いずれ正式なレポートを出すが、私が一番諒解できたのは、仏教の時間感覚についてだった。悠久の時間、みたいな宣伝文句ではなくて、時間に管理され、解決や打開を時間的に判断しなくてはならない医療や看護の世界で、仏教の間延びした時間軸は貴重だという点だ。
医療や看護者は今目の前のことにこだわるが、僧侶は、ただ現在から時間を引き延ばし、死後をも見通す。そういうパースペクティブは、実は看護者には発見であり気づきであり、場合によっては救いにもなるという点だ。お寺の中に埋め込まれた時間資源もまたそういう意味で、人々を安堵させるのだろう。

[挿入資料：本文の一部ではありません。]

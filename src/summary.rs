//! Extractive fallback summarizer and rule-based recommendation engine (C5).
//!
//! Used whenever [`crate::llm::LLMAdapter`] is disabled or a call fails.
//! Grounded on `examples/original_source/ai/summarizer.py`
//! (`SimpleSummarizer`, `RecommendationEngine`).

use crate::models::{Category, Sentiment};

const MAX_SUMMARY_LEN: usize = 300;
const MIN_SENTENCE_LEN: usize = 10;

/// Extractive summarizer: picks the first one or two sentences long enough
/// to be informative, truncated to a hard length cap.
#[derive(Debug, Default, Clone, Copy)]
pub struct SummaryFallback;

impl SummaryFallback {
    pub fn new() -> Self {
        SummaryFallback
    }

    pub fn summarize(&self, text: &str) -> String {
        let trimmed = text.trim();
        if trimmed.is_empty() {
            return String::new();
        }

        let sentences: Vec<&str> = trimmed
            .split(|c| c == '.' || c == '!' || c == '?' || c == '\n')
            .map(|s| s.trim())
            .filter(|s| s.chars().count() >= MIN_SENTENCE_LEN)
            .collect();

        let picked = if sentences.is_empty() {
            trimmed.to_string()
        } else {
            sentences
                .iter()
                .take(2)
                .cloned()
                .collect::<Vec<_>>()
                .join(". ")
        };

        truncate_chars(&picked, MAX_SUMMARY_LEN)
    }
}

fn truncate_chars(s: &str, max: usize) -> String {
    if s.chars().count() <= max {
        return s.to_string();
    }
    let mut out: String = s.chars().take(max.saturating_sub(1)).collect();
    out.push('…');
    out
}

/// `(category-substring, priority-threshold, sentiment-constraint, text)`,
/// evaluated top-to-bottom — the first rule whose category substring matches
/// `category.as_str()`, whose threshold is met (`priority >= threshold`),
/// and whose sentiment constraint is satisfied (`None` = any) wins.
/// Verbatim from `ai/summarizer.py::_RECOMMENDATION_RULES`.
type Rule = (&'static str, u8, Option<Sentiment>, &'static str);

static RULES: &[Rule] = &[
    (
        "Мошеннические",
        1,
        None,
        "Немедленно заблокируйте счёт клиента и передайте заявку в службу безопасности.",
    ),
    (
        "Претензия",
        7,
        Some(Sentiment::NEG),
        "Приоритетная претензия: свяжитесь с клиентом в течение 1 часа, предложите компенсацию.",
    ),
    (
        "Претензия",
        1,
        None,
        "Рассмотрите претензию в течение 24 часов и предоставьте письменный ответ.",
    ),
    (
        "Жалоба",
        7,
        Some(Sentiment::NEG),
        "Высокоприоритетная жалоба: эскалируйте руководителю и свяжитесь с клиентом сегодня.",
    ),
    (
        "Жалоба",
        1,
        None,
        "Обработайте жалобу в течение рабочего дня, предложите решение проблемы.",
    ),
    (
        "Неработоспособность",
        7,
        None,
        "Критический сбой приложения: передайте в L2-поддержку немедленно.",
    ),
    (
        "Неработоспособность",
        1,
        None,
        "Проверьте техническую проблему и при необходимости передайте в L2-поддержку.",
    ),
    (
        "Смена данных",
        1,
        None,
        "Верифицируйте личность клиента перед внесением изменений.",
    ),
    (
        "Спам",
        1,
        None,
        "Отметьте контакт как спам и при необходимости заблокируйте отправителя.",
    ),
    (
        "Консультация",
        1,
        Some(Sentiment::POS),
        "Предоставьте консультацию и предложите дополнительные продукты.",
    ),
    (
        "Консультация",
        1,
        None,
        "Предоставьте полную консультацию и зафиксируйте результат.",
    ),
];

/// Unreachable under the current fixed set of categories (every one of them
/// has a `priority >= 1, ANY` rule above), kept because the original keeps
/// it too — a future category without its own rule would still fall here.
const DEFAULT_RECOMMENDATION: &str = "Обработайте обращение в стандартные сроки согласно регламенту.";

/// Produces an actionable recommendation from an ordered rule list.
#[derive(Debug, Default, Clone, Copy)]
pub struct RecommendationEngine;

impl RecommendationEngine {
    pub fn new() -> Self {
        RecommendationEngine
    }

    pub fn recommend(&self, category: Category, sentiment: Sentiment, priority: u8) -> String {
        for (fragment, min_priority, constraint, text) in RULES {
            let type_match = category.as_str().contains(fragment);
            let priority_match = priority >= *min_priority;
            let sentiment_match = constraint.map_or(true, |required| required == sentiment);
            if type_match && priority_match && sentiment_match {
                return (*text).to_string();
            }
        }
        DEFAULT_RECOMMENDATION.to_string()
    }
}

#[cfg(test)]
mod tests {
    use super::*;

    #[test]
    fn empty_text_summarizes_to_empty() {
        let s = SummaryFallback::new();
        assert_eq!(s.summarize(""), "");
    }

    #[test]
    fn short_sentences_are_skipped() {
        let s = SummaryFallback::new();
        // "Ок." and "Да." are both below MIN_SENTENCE_LEN; the third clears it.
        let out = s.summarize("Ок. Да. У меня не работает приложение уже третий день подряд.");
        assert!(out.contains("не работает приложение"));
    }

    #[test]
    fn long_text_is_truncated() {
        let s = SummaryFallback::new();
        let long = "а".repeat(500);
        let out = s.summarize(&long);
        assert!(out.chars().count() <= MAX_SUMMARY_LEN);
        assert!(out.ends_with('…'));
    }

    #[test]
    fn fraud_always_escalates_regardless_of_sentiment_or_priority() {
        let r = RecommendationEngine::new();
        let rec = r.recommend(Category::Fraud, Sentiment::NEU, 1);
        assert!(rec.contains("безопасности"));
    }

    #[test]
    fn high_priority_negative_complaint_escalates_to_a_supervisor() {
        let r = RecommendationEngine::new();
        let rec = r.recommend(Category::Complaint, Sentiment::NEG, 7);
        assert!(rec.contains("эскалируйте руководителю"));
    }

    #[test]
    fn low_priority_negative_complaint_falls_to_the_plain_complaint_rule() {
        let r = RecommendationEngine::new();
        let rec = r.recommend(Category::Complaint, Sentiment::NEG, 5);
        assert!(rec.contains("в течение рабочего дня"));
    }

    #[test]
    fn high_priority_negative_claim_offers_compensation() {
        let r = RecommendationEngine::new();
        let rec = r.recommend(Category::Claim, Sentiment::NEG, 7);
        assert!(rec.contains("компенсацию"));
    }

    #[test]
    fn low_priority_claim_falls_to_the_plain_claim_rule() {
        let r = RecommendationEngine::new();
        let rec = r.recommend(Category::Claim, Sentiment::NEU, 1);
        assert!(rec.contains("24 часов"));
    }

    #[test]
    fn spam_gets_a_spam_specific_recommendation() {
        let r = RecommendationEngine::new();
        let rec = r.recommend(Category::Spam, Sentiment::NEU, 1);
        assert!(rec.contains("заблокируйте отправителя"));
    }

    #[test]
    fn positive_consultation_gets_an_upsell_recommendation() {
        let r = RecommendationEngine::new();
        let rec = r.recommend(Category::Consultation, Sentiment::POS, 1);
        assert!(rec.contains("дополнительные продукты"));
    }

    #[test]
    fn neutral_consultation_gets_the_plain_consultation_rule() {
        let r = RecommendationEngine::new();
        let rec = r.recommend(Category::Consultation, Sentiment::NEU, 9);
        assert!(rec.contains("зафиксируйте результат"));
    }
}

「決めなくていい」「急がなくていい」「何もしなくていい」。臨床であればこそ、僧侶は、そういうメッセージを語り得ることを意識をしよう。

昨日の「看仏連携」は、さぁ、今から事業をやりましょう。ということが目的ではない。まず両者が出会って、ふわっとしたお試しをくりかえして、徐々につながっていけばいい。ここでも時間軸は大事なのだ。
しかし、そのセットアップは一気に進めたい。5月に先駆として大河内大博さんの訪問看護ステーション「さっとさんが願生寺」が事業開始、同時にスピリチュアルケア在宅臨床センターも準備が進んでいる。後発して、6月13日(土)いきかた(生き方・往き方)博、7月に「まちの保健室・大蓮寺」開催、9月おてら終活祭があって、秋に、訪看「さっとさんが大蓮寺」開所を計画している。
それぞれの地域に、それぞれの看仏連携があればいい。昨日は、その大きな跳躍の日となった。参加してくれた皆さん、ボランティアで応援してくれたみんな、ありがとう!